AFAIK this was true for all GLES 2.0 hardware as they had a hardware level step() function. Also, they don’t support branches, at all, so an if was never a branch. On some devices an if would automatically get compiled into a lerp for you.
On modern GPUs & shader compilers, step(y, x) produces identical compiled shader code as x >= y ? 1.0 : 0.0 or float val = 0.0; if (x >= y) val = 1.0;.
This (usually) compiles to a single ge (Greater than or Equal comparison) instruction. Which isn’t a branch. It’s just picking between two already calculated values.
On modern GPUs, even ones that support branches, the vast majority of if statements end up as a comparison instruction where “both sides” always get calculated, and then the result of one “side” is thrown out.
You might think using a real branch would solve this, but you’d be wrong. Branches still do “both sides” of the calculation. At least most of the time. GPUs run groups of pixels at a time, usually in 8x8 or similar sized blocks. These are called “waves” or “warps” depending on the GPU. If any pixel in the warp needs one side of a branch, all pixels in the warp pay the cost of calculating that side of the branch. So if not all pixels within a warp do the same branch, all pixels are now paying the cost of both sides of the branch, plus the additional cost of the branch instruction itself. If all pixels within a warp are only doing one side of the branch, than they only pay the cost of that one side, plus the cost of the branch instruction. The main issue is the branch instruction is itself not free, so the work being skipped needs to be significantly more costly than the branch instruction is adding. And most of the time the shader compiler will guess that it won’t be, and will compile the shader to not use a branch.

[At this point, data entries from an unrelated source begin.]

//! Shared types for SPINLAB.
//!
//! These types form the data model used across all modules: bet types,
//! spin outcomes, the per-bet-type map that every simulator fills, and
//! the domain error enum. They are kept free of strategy logic so that
//! data, strategy, and backtest modules can depend on them without
//! circular references.

use serde::{Deserialize, Serialize};
use std::fmt;
use std::ops::{Index, IndexMut};

/// Cumulative net profit after each spin. Always starts with a `0` entry.
pub type Trajectory = Vec<i64>;

// ---------------------------------------------------------------------------
// Bet types
// ---------------------------------------------------------------------------

/// The four even-money bets simulated in parallel.
#[derive(Debug, Clone, Copy, PartialEq, Eq, Hash, PartialOrd, Ord, Serialize, Deserialize)]
#[serde(rename_all = "lowercase")]
pub enum BetType {
    Red,
    Black,
    Even,
    Odd,
}

impl BetType {
    /// All bet types in canonical order (red, black, even, odd).
    pub const ALL: [BetType; 4] = [BetType::Red, BetType::Black, BetType::Even, BetType::Odd];

    /// Lower-case name used as the trajectory key.
    pub fn as_str(&self) -> &'static str {
        match self {
            BetType::Red => "red",
            BetType::Black => "black",
            BetType::Even => "even",
            BetType::Odd => "odd",
        }
    }

    /// Whether this bet won on the given spin.
    pub fn wins(&self, spin: &SpinOutcome) -> bool {
        match self {
            BetType::Red => spin.red,
            BetType::Black => spin.black,
            BetType::Even => spin.even,
            BetType::Odd => spin.odd,
        }
    }

    fn slot(self) -> usize {
        match self {
            BetType::Red => 0,
            BetType::Black => 1,
            BetType::Even => 2,
            BetType::Odd => 3,
        }
    }
}

impl fmt::Display for BetType {
    fn fmt(&self, f: &mut fmt::Formatter<'_>) -> fmt::Result {
        write!(f, "{}", self.as_str())
    }
}

/// Attempt to parse a string into a BetType (case-insensitive).
impl std::str::FromStr for BetType {
    type Err = anyhow::Error;

    fn from_str(s: &str) -> Result<Self, Self::Err> {
        match s.to_lowercase().as_str() {
            "red" => Ok(BetType::Red),
            "black" => Ok(BetType::Black),
            "even" => Ok(BetType::Even),
            "odd" => Ok(BetType::Odd),
            _ => Err(anyhow::anyhow!("Unknown bet type: {s}")),
        }
    }
}

// ---------------------------------------------------------------------------
// Per-bet-type map
// ---------------------------------------------------------------------------

/// Exactly one `T` per [`BetType`].
///
/// Used both for the mutable strategy state carried across spins and for
/// the resulting trajectories, so the four tracks can never drift apart.
#[derive(Debug, Clone, PartialEq, Eq)]
pub struct BetTypeMap<T> {
    values: [T; 4],
}

impl<T> BetTypeMap<T> {
    /// Build a map by calling `f` once per bet type, in canonical order.
    pub fn from_fn(mut f: impl FnMut(BetType) -> T) -> Self {
        Self {
            values: BetType::ALL.map(&mut f),
        }
    }

    pub fn get(&self, bet_type: BetType) -> &T {
        &self.values[bet_type.slot()]
    }

    pub fn get_mut(&mut self, bet_type: BetType) -> &mut T {
        &mut self.values[bet_type.slot()]
    }

    /// Iterate `(bet_type, value)` pairs in canonical order.
    pub fn iter(&self) -> impl Iterator<Item = (BetType, &T)> {
        BetType::ALL.into_iter().zip(self.values.iter())
    }

    pub fn map<U>(&self, mut f: impl FnMut(BetType, &T) -> U) -> BetTypeMap<U> {
        BetTypeMap::from_fn(|bet_type| f(bet_type, self.get(bet_type)))
    }
}

impl<T> Index<BetType> for BetTypeMap<T> {
    type Output = T;

    fn index(&self, bet_type: BetType) -> &T {
        self.get(bet_type)
    }
}

impl<T> IndexMut<BetType> for BetTypeMap<T> {
    fn index_mut(&mut self, bet_type: BetType) -> &mut T {
        self.get_mut(bet_type)
    }
}

// ---------------------------------------------------------------------------
// Spin outcome
// ---------------------------------------------------------------------------

/// Which even-money bets would have won a single spin.
///
/// Flags are treated independently; complementary pairs are not
/// cross-checked.
#[derive(Debug, Clone, Copy, PartialEq, Eq, Default)]
pub struct SpinOutcome {
    pub red: bool,
    pub black: bool,
    pub even: bool,
    pub odd: bool,
}

impl SpinOutcome {
    /// A spin on which every even-money bet won.
    pub fn all_win() -> Self {
        Self { red: true, black: true, even: true, odd: true }
    }

    /// A spin on which every even-money bet lost (e.g. a zero pocket).
    pub fn all_lose() -> Self {
        Self::default()
    }
}

impl fmt::Display for SpinOutcome {
    fn fmt(&self, f: &mut fmt::Formatter<'_>) -> fmt::Result {
        let winners: Vec<&str> = BetType::ALL
            .iter()
            .filter(|b| b.wins(self))
            .map(|b| b.as_str())
            .collect();
        if winners.is_empty() {
            write!(f, "no winners")
        } else {
            write!(f, "{}", winners.join("+"))
        }
    }
}

// ---------------------------------------------------------------------------
// Strategies
// ---------------------------------------------------------------------------

/// The four betting progressions under comparison.
#[derive(Debug, Clone, Copy, PartialEq, Eq, Hash, Serialize, Deserialize)]
pub enum StrategyKind {
    NoStrategy,
    Martingale,
    Fibonacci,
    DAlembert,
}

impl StrategyKind {
    /// All strategies in presentation order.
    pub const ALL: [StrategyKind; 4] = [
        StrategyKind::NoStrategy,
        StrategyKind::Martingale,
        StrategyKind::Fibonacci,
        StrategyKind::DAlembert,
    ];
}

impl fmt::Display for StrategyKind {
    fn fmt(&self, f: &mut fmt::Formatter<'_>) -> fmt::Result {
        match self {
            StrategyKind::NoStrategy => write!(f, "No Strategy"),
            StrategyKind::Martingale => write!(f, "Martingale"),
            StrategyKind::Fibonacci => write!(f, "Fibonacci"),
            StrategyKind::DAlembert => write!(f, "D'Alembert"),
        }
    }
}

// ---------------------------------------------------------------------------
// Table limit
// ---------------------------------------------------------------------------

/// Maximum wager a table accepts. Always positive.
#[derive(Debug, Clone, Copy, PartialEq, Eq, Hash, PartialOrd, Ord)]
pub struct TableLimit(i64);

impl TableLimit {
    pub fn new(limit: i64) -> Result<Self, SimError> {
        if limit <= 0 {
            return Err(SimError::InvalidParameter {
                name: "table_limit",
                value: limit.to_string(),
            });
        }
        Ok(Self(limit))
    }

    pub fn value(&self) -> i64 {
        self.0
    }

    /// Cap an amount at this limit.
    pub fn cap(&self, amount: i64) -> i64 {
        amount.min(self.0)
    }
}

impl fmt::Display for TableLimit {
    fn fmt(&self, f: &mut fmt::Formatter<'_>) -> fmt::Result {
        write!(f, "${}", self.0)
    }
}

/// Apply an optional table limit.
pub fn clamp_to(limit: Option<TableLimit>, amount: i64) -> i64 {
    match limit {
        Some(l) => l.cap(amount),
        None => amount,
    }
}

// ---------------------------------------------------------------------------
// Error types
// ---------------------------------------------------------------------------

/// Domain-specific error types for the simulators and spin data.
#[derive(Debug, Clone, PartialEq, Eq, thiserror::Error)]
pub enum SimError {
    #[error("Spin {index}: missing field \"{field}\"")]
    MissingField { index: usize, field: &'static str },

    #[error("Spin {index}: malformed field \"{field}\": {value}")]
    MalformedField {
        index: usize,
        field: &'static str,
        value: String,
    },

    #[error("Invalid parameter {name}: {value}")]
    InvalidParameter { name: &'static str, value: String },

    #[error("Invalid random bet range: [{min}, {max}]")]
    InvalidRange { min: i64, max: i64 },

    #[error("{strategy} overflowed at spin {spin}")]
    Overflow { strategy: StrategyKind, spin: usize },
}

/// Failures of the table-limit scrapers.
#[derive(Debug, Clone, PartialEq, Eq, thiserror::Error)]
pub enum ScrapeError {
    #[error("HTTP error ({source_name}): {message}")]
    Http { source_name: String, message: String },

    #[error("Markup error ({source_name}): {message}")]
    Markup { source_name: String, message: String },
}

// ---------------------------------------------------------------------------
// Tests
// ---------------------------------------------------------------------------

If which side of the branch can be guaranteed before the shader runs, like specifically if the value being compared is a material property against a constant or another material property, then the cost of the branch instruction is much less. Basically free at that point, and you really do only pay the cost of one side of the branch. This is basically the only time a shader compiler will for sure actually use a branch.
But here’s the last kicker. If the shader compiler thinks it’ll be faster, sometimes that step might be turned into a real branch. Because as I eluded to above, the compiler doesn’t differentiate between a step, a ternary (comp ? a : b), or an if.